[Beowulf] Re: Religious wars
Perry E. Metzger
perry at piermont.com
Mon Jul 21 21:49:22 PDT 2008
Bob Drzyzgula <bob at drzyzgula.org> writes:
> This, I find, is a strong dividing line. By and large
> (not with exclusivity, but IME there is certainly a trend)
> systems programmers use vi and applications programmers
> use emacs.
I've seen more than my share of Unix hackers over the years, and I
spot no such trends. Generally, it seems to be a question of what you
learned first.
> See, I cut my teeth [1] on a Sun 2/120 with a multibus SCSI
> adapter, with a 71MB hard drive and a QIC tape drive. This
> was running SunOS 1.1 (cf. BSD 4.1),
Vax 11/750 for me.
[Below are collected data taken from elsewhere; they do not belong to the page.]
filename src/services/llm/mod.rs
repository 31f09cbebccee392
pub mod client;

pub use client::{OllamaClient, ReasoningService};
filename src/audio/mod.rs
pub mod capture;
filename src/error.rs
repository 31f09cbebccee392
use thiserror::Error;

/// Result alias used across the crate.
pub type Result<T> = std::result::Result<T, Error>;

#[derive(Debug, Error)]
pub enum Error {
    /// Configuration error
    #[error("configuration error: {0}")]
    Config(String),

    /// Speech-to-text error
    #[error("transcription error: {0}")]
    Transcription(String),

    /// Speech synthesis error
    #[error("speech error: {0}")]
    Speech(String),

    /// Device control error
    #[error("device error: {0}")]
    Device(String),

    /// Reasoning service returned something we cannot use
    #[error("reasoning service error: {0}")]
    Reasoning(String),

    /// Browser / URL launch error
    #[error("launch error: {0}")]
    Launch(String),

    /// Audio capture error
    #[error("audio error: {0}")]
    Audio(String),

    #[error("io error: {0}")]
    Io(#[from] std::io::Error),

    #[error("http error: {0}")]
    Http(#[from] reqwest::Error),

    #[error("serialization error: {0}")]
    Serialization(#[from] serde_json::Error),

    #[error("toml error: {0}")]
    Toml(#[from] toml::de::Error),
}
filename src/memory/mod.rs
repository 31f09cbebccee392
pub mod types;
pub mod store;

pub use types::*;
pub use store::*;
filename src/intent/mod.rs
pub mod types;
pub mod classifier;

pub use types::*;
pub use classifier::{apply_disambiguation, Classification, IntentClassifier, THINKING_APOLOGY};
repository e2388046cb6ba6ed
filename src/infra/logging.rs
//! # Logging / 日志
//!
//! Diagnostic logging goes through `tracing`; user-facing progress lines are
//! printed by the reporting module. `RUST_LOG` always wins over `-v`.
//!
//! 诊断日志通过 `tracing` 输出；面向用户的进度行由报告模块打印。

use tracing_subscriber::EnvFilter;

/// Maps the number of `-v` flags to a default filter directive.
pub fn default_directive(verbosity: u8) -> &'static str {
    match verbosity {
        0 => "warn",
        1 => "debug",
        _ => "trace",
    }
}

/// Installs the global subscriber. Safe to call more than once; later calls are no-ops.
pub fn init_logging(verbosity: u8) {
    let _ = tracing_subscriber::fmt()
        .with_env_filter(
            EnvFilter::try_from_default_env()
                .unwrap_or_else(|_| EnvFilter::new(default_directive(verbosity))),
        )
        .with_writer(std::io::stderr)
        .with_target(false)
        .try_init();
}
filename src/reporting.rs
//! # Reporting Module / 报告模块
//!
//! This module handles the display of results: one colored line per test as
//! results arrive, a final summary, failure details, and a JSON document with
//! the same data for machines.
//!
//! 此模块处理结果的显示：结果到达时每个测试一行彩色输出、最终摘要、
//! 失败详情，以及供机器读取的包含相同数据的 JSON 文档。

pub mod console;
pub mod json;

// Re-export common reporting functions
pub use console::{print_failure_details, print_result_line, print_summary};
pub use json::{render_json, write_json_report};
Before that I hacked on Tops-20, where the editor
of choice was the original emacs written in teco, thus my brain has
been wired for Emacs for a quarter century or so. (The stuff I used
before that was all line editor oriented and didn't stick in my
brain.)
> and I can assure you that it didn't have no stinkin' Emacs;
It most certainly did, you simply didn't install it. :)
> Bill Joy ran the OS development for Sun and anyway, James Gosling's
> Unix/C port of Emacs was just starting to make the rounds [2].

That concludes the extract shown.